Problem description
Go through the entries below and copy every line that holds the word "then".

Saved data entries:
-----

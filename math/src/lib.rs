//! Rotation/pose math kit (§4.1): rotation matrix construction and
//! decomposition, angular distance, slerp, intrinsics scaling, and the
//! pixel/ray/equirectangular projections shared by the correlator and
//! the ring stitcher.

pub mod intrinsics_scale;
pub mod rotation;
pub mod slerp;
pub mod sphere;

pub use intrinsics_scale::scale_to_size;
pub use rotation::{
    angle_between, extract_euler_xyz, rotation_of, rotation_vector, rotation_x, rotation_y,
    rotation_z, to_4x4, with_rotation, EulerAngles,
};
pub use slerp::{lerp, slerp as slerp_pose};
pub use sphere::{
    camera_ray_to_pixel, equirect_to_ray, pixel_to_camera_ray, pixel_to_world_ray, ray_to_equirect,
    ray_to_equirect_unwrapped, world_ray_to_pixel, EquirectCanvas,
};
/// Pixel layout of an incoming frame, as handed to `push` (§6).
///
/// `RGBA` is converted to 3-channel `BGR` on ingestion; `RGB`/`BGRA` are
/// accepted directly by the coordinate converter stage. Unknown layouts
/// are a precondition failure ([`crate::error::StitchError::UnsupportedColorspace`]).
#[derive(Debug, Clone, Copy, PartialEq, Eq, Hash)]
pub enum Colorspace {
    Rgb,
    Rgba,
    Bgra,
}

-----

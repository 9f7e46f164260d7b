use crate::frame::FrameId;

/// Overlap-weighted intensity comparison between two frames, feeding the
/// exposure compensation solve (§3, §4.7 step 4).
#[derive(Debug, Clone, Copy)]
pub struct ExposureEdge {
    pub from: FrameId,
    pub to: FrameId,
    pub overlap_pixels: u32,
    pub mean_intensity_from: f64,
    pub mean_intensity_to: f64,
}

-----

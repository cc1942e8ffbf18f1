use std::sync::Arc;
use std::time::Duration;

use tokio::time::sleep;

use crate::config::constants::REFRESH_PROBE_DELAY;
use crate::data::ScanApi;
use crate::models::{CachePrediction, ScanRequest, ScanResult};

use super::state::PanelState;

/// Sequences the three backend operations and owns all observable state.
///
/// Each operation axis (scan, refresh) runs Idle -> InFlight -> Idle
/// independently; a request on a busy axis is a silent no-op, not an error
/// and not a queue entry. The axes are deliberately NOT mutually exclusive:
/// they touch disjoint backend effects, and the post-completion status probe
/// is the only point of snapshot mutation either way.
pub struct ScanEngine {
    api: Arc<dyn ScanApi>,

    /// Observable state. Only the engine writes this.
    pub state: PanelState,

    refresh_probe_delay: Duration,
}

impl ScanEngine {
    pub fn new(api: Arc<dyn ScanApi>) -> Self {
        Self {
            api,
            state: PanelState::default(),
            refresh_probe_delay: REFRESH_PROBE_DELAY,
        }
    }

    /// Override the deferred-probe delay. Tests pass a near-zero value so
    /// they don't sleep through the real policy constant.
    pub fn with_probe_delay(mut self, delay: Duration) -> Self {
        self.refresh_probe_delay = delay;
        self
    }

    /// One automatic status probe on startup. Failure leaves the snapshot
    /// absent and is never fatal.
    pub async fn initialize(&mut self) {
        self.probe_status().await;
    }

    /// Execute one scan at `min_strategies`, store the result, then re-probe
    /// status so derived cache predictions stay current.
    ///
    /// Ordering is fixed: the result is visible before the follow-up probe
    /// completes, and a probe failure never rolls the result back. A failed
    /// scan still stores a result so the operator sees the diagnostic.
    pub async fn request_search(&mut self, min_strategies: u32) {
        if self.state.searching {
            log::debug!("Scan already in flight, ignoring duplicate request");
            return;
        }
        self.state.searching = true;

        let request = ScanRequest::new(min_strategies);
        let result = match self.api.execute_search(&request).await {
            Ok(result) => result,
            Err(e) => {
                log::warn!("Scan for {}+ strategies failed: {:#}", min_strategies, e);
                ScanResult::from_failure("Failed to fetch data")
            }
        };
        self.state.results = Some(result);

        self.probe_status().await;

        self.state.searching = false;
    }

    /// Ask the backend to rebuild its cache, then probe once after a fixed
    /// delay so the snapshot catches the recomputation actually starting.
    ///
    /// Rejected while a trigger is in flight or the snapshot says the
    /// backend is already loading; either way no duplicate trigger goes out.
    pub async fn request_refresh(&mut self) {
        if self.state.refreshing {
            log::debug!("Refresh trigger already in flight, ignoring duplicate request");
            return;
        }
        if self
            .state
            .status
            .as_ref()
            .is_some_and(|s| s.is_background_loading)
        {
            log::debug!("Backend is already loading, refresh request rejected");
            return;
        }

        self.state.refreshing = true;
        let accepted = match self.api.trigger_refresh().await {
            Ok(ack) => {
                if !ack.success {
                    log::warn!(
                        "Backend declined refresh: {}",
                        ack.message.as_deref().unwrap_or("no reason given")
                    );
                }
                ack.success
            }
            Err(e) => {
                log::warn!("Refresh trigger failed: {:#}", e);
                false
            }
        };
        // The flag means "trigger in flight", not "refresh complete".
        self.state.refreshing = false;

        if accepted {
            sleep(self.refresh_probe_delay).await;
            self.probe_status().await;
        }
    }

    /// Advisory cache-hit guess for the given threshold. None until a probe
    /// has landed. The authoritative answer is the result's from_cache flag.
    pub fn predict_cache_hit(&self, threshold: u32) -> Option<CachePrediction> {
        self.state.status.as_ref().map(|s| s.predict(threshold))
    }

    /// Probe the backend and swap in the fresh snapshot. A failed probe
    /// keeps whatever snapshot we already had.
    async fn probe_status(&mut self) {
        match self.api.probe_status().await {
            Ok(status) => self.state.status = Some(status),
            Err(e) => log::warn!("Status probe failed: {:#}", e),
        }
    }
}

-----

Output of the exercise
    /// Execute one scan at `min_strategies`, store the result, then re-probe
    /// Ask the backend to rebuild its cache, then probe once after a fixed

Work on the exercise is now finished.